▶ [Available records]:
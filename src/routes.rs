use axum::extract::{Multipart, State};
use axum::http::StatusCode;
use axum::response::Html;
use axum::routing::{get, post};
use axum::{Json, Router};
use serde_json::{json, Value};
use std::io::Write;
use tracing::{error, warn};

use crate::features::{self, FeatureOutcome};
use crate::model::Scorer;
use crate::state::AppState;

pub fn create_routes() -> Router<AppState> {
    Router::new()
        // Health check
        .route("/api/health", get(health_check))
        // REST API routes
        .route("/", get(home))
        .route("/api/score", post(score_audio))
}

async fn home() -> Html<&'static str> {
    Html(concat!(
        "<h1>Welcome to the Grammar Scoring API!</h1>",
        "<p>Use the <code>/api/score</code> endpoint to upload an audio file ",
        "and get a grammar score.</p>",
        "<p>Check <code>/api/health</code> for health status of the API.</p>",
    ))
}

async fn health_check(State(state): State<AppState>) -> Json<Value> {
    Json(json!({
        "status": "healthy",
        "model_loaded": state.model_loaded()
    }))
}

async fn score_audio(
    State(state): State<AppState>,
    mut multipart: Multipart,
) -> Result<Json<Value>, (StatusCode, Json<Value>)> {
    // Model availability is checked before the body is read
    let Some(scorer) = state.scorer.clone() else {
        return Err((
            StatusCode::INTERNAL_SERVER_ERROR,
            Json(json!({ "error": "Model not loaded" })),
        ));
    };

    while let Some(field) = multipart.next_field().await.unwrap_or(None) {
        if field.name() == Some("audio") {
            let data = field
                .bytes()
                .await
                .map_err(|e| processing_error(anyhow::anyhow!("failed to read upload: {e}")))?;

            let score = score_upload(&state, scorer.as_ref(), &data)
                .await
                .map_err(processing_error)?;

            return Ok(Json(json!({
                "score": score,
                "status": "success"
            })));
        }
    }

    Err((
        StatusCode::BAD_REQUEST,
        Json(json!({ "error": "No audio file provided" })),
    ))
}

async fn score_upload(state: &AppState, scorer: &dyn Scorer, data: &[u8]) -> anyhow::Result<f32> {
    // Unique per-request path; the file is removed when `temp` drops,
    // whichever way this function exits.
    let mut temp = tempfile::NamedTempFile::new()?;
    temp.write_all(data)?;
    temp.flush()?;

    let outcome = features::extract_features(temp.path(), &state.config.features);
    if let FeatureOutcome::Degraded { reason, .. } = &outcome {
        warn!("Scoring a degraded feature vector: {reason}");
    }

    scorer.predict(outcome.vector()).await
}

fn processing_error(err: anyhow::Error) -> (StatusCode, Json<Value>) {
    error!("Scoring request failed: {err:#}");
    (
        StatusCode::INTERNAL_SERVER_ERROR,
        Json(json!({ "error": err.to_string() })),
    )
}
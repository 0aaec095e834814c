//! Chroma features: spectral power folded into the 12 pitch classes.

use super::stft::{FRAME_SIZE, N_BINS};

/// Pitch classes per octave; class 0 is C, class 9 is A.
pub const CHROMA_BINS: usize = 12;

const A4_HZ: f32 = 440.0;
const A4_MIDI: f32 = 69.0;

/// One 12-element chroma row per spectrogram frame, each normalized by its
/// peak class so values sit in [0, 1]. All-silent frames stay all-zero.
pub fn chroma_frames(spectrogram: &[Vec<f32>], sample_rate: u32) -> Vec<Vec<f32>> {
    let classes = bin_pitch_classes(sample_rate);

    spectrogram
        .iter()
        .map(|spectrum| {
            let mut chroma = vec![0.0f32; CHROMA_BINS];
            // Skip the DC bin, it has no pitch
            for (bin, &power) in spectrum.iter().enumerate().skip(1) {
                chroma[classes[bin]] += power;
            }

            let peak = chroma.iter().cloned().fold(0.0f32, f32::max);
            if peak > 0.0 {
                for v in &mut chroma {
                    *v /= peak;
                }
            }
            chroma
        })
        .collect()
}

/// Nearest pitch class for every spectrum bin, relative to A4 = 440 Hz.
fn bin_pitch_classes(sample_rate: u32) -> Vec<usize> {
    (0..N_BINS)
        .map(|bin| {
            if bin == 0 {
                return 0;
            }
            let freq = bin as f32 * sample_rate as f32 / FRAME_SIZE as f32;
            let midi = A4_MIDI + 12.0 * (freq / A4_HZ).log2();
            (midi.round() as i64).rem_euclid(12) as usize
        })
        .collect()
}

#[cfg(test)]
mod tests {
    use super::*;
    use crate::features::stft;

    #[test]
    fn a440_maps_to_pitch_class_a() {
        let sample_rate = 22050;
        let classes = bin_pitch_classes(sample_rate);
        let bin_440 = (440.0 * FRAME_SIZE as f32 / sample_rate as f32).round() as usize;
        assert_eq!(classes[bin_440], 9);
    }

    #[test]
    fn octaves_share_a_class() {
        let sample_rate = 22050;
        let classes = bin_pitch_classes(sample_rate);
        let bin_220 = (220.0 * FRAME_SIZE as f32 / sample_rate as f32).round() as usize;
        let bin_880 = (880.0 * FRAME_SIZE as f32 / sample_rate as f32).round() as usize;
        assert_eq!(classes[bin_220], classes[bin_880]);
    }

    #[test]
    fn pure_tone_peaks_on_its_pitch_class() {
        let sample_rate = 22050;
        let samples: Vec<f32> = (0..sample_rate as usize)
            .map(|i| {
                let t = i as f32 / sample_rate as f32;
                (2.0 * std::f32::consts::PI * 440.0 * t).sin() * 0.5
            })
            .collect();

        let spectrogram = stft::power_spectrogram(&samples).unwrap();
        let frames = chroma_frames(&spectrogram, sample_rate);

        // Mean chroma across frames should peak on A (class 9)
        let mut mean = vec![0.0f32; CHROMA_BINS];
        for frame in &frames {
            for (m, &v) in mean.iter_mut().zip(frame) {
                *m += v;
            }
        }
        let peak_class = mean
            .iter()
            .enumerate()
            .max_by(|a, b| a.1.partial_cmp(b.1).unwrap())
            .map(|(i, _)| i)
            .unwrap();
        assert_eq!(peak_class, 9);
    }

    #[test]
    fn frames_are_peak_normalized() {
        let mut spectrum = vec![0.0f32; N_BINS];
        spectrum[40] = 3.0;
        spectrum[41] = 1.5;
        let frames = chroma_frames(&[spectrum], 22050);

        let peak = frames[0].iter().cloned().fold(0.0f32, f32::max);
        assert!((peak - 1.0).abs() < 1e-6);
        assert!(frames[0].iter().all(|&v| (0.0..=1.0).contains(&v)));
    }

    #[test]
    fn silent_frame_stays_zero() {
        let frames = chroma_frames(&[vec![0.0f32; N_BINS]], 22050);
        assert!(frames[0].iter().all(|&v| v == 0.0));
    }
}
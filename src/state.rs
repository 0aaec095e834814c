use std::path::Path;
use std::sync::Arc;

use tracing::{info, warn};

use crate::config::Config;
use crate::model::{Scorer, ScoringModel};

/// Shared per-process state, built once at startup and cloned into each
/// request handler. Nothing here mutates after construction.
#[derive(Clone)]
pub struct AppState {
    pub config: Config,
    pub scorer: Option<Arc<dyn Scorer>>,
}

impl AppState {
    /// Attempt the model load exactly once. A missing or unreadable model
    /// file leaves the service running in degraded mode: health reports
    /// `model_loaded: false` and scoring requests are rejected.
    pub fn new(config: Config) -> Self {
        let scorer: Option<Arc<dyn Scorer>> =
            match ScoringModel::load(Path::new(&config.system.model_path)) {
                Ok(model) => {
                    info!("Model loaded successfully from {}", config.system.model_path);
                    Some(Arc::new(model))
                }
                Err(e) => {
                    warn!("Model not loaded ({e:#}); scoring requests will be rejected");
                    None
                }
            };

        Self { config, scorer }
    }

    /// State with an explicitly injected scorer (or none), for tests and
    /// alternative inference backends.
    pub fn with_scorer(config: Config, scorer: Option<Arc<dyn Scorer>>) -> Self {
        Self { config, scorer }
    }

    pub fn model_loaded(&self) -> bool {
        self.scorer.is_some()
    }
}
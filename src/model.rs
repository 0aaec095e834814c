use std::path::Path;

use anyhow::{bail, Context, Result};
use async_trait::async_trait;
use ndarray::Array2;
use ort::session::Session;
use ort::value::Tensor;
use tokio::sync::Mutex;

/// Anything that can turn a feature vector into a grammar score.
#[async_trait]
pub trait Scorer: Send + Sync {
    async fn predict(&self, features: &[f32]) -> Result<f32>;
}

/// The pretrained grammar regressor: an ONNX graph taking a `[1, N]` float
/// tensor named `features` and producing a single float. The graph itself is
/// opaque to this service; no shape validation happens on our side, so a
/// vector of the wrong length surfaces as a runtime inference error.
#[derive(Debug)]
pub struct ScoringModel {
    // ort sessions take `&mut self` to run
    session: Mutex<Session>,
}

impl ScoringModel {
    pub fn load(path: &Path) -> Result<Self> {
        if !path.exists() {
            bail!("model file not found at {}", path.display());
        }

        let session = Session::builder()?
            .with_intra_threads(1)?
            .commit_from_file(path)
            .with_context(|| format!("failed to load model from {}", path.display()))?;

        Ok(Self {
            session: Mutex::new(session),
        })
    }
}

#[async_trait]
impl Scorer for ScoringModel {
    async fn predict(&self, features: &[f32]) -> Result<f32> {
        let input = Array2::from_shape_vec((1, features.len()), features.to_vec())?;
        let tensor = Tensor::from_array(input)?;

        let mut session = self.session.lock().await;
        let outputs = session.run(ort::inputs!["features" => tensor])?;

        let (_, value) = outputs
            .iter()
            .next()
            .context("model produced no output")?;
        let (_shape, data) = value.try_extract_tensor::<f32>()?;

        data.first().copied().context("model output is empty")
    }
}

#[cfg(test)]
mod tests {
    use super::*;

    #[test]
    fn load_missing_file_is_an_error() {
        let err = ScoringModel::load(Path::new("no-such-model.onnx")).unwrap_err();
        assert!(err.to_string().contains("not found"));
    }
}
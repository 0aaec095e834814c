use anyhow::Result;
use serde::{Deserialize, Serialize};
use std::fs;

use crate::features::FeatureConfig;

#[derive(Debug, Clone, Default, Serialize, Deserialize)]
pub struct Config {
    #[serde(default)]
    pub system: SystemConfig,
    #[serde(default)]
    pub features: FeatureConfig,
}

#[derive(Debug, Clone, Serialize, Deserialize)]
pub struct SystemConfig {
    #[serde(default = "default_host")]
    pub host: String,
    #[serde(default = "default_port")]
    pub port: u16,
    /// Path to the serialized scoring model. Relative paths resolve against
    /// the working directory the server is launched from.
    #[serde(default = "default_model_path")]
    pub model_path: String,
}

fn default_host() -> String {
    "0.0.0.0".to_string()
}

fn default_port() -> u16 {
    5000
}

fn default_model_path() -> String {
    "grammar_scoring_model.onnx".to_string()
}

impl Default for SystemConfig {
    fn default() -> Self {
        Self {
            host: default_host(),
            port: default_port(),
            model_path: default_model_path(),
        }
    }
}

impl Config {
    pub fn load(path: &str) -> Result<Self> {
        let content = fs::read_to_string(path)?;

        // Determine file type by extension
        let config = if path.to_lowercase().ends_with(".json") {
            serde_json::from_str(&content)?
        } else {
            serde_yaml::from_str(&content)?
        };
        Ok(config)
    }
}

▶ [Brief]: The answer to this exercise is one number: how many lines of the records above contain the string "ScoringModel".

▶ [Expected answer]: 6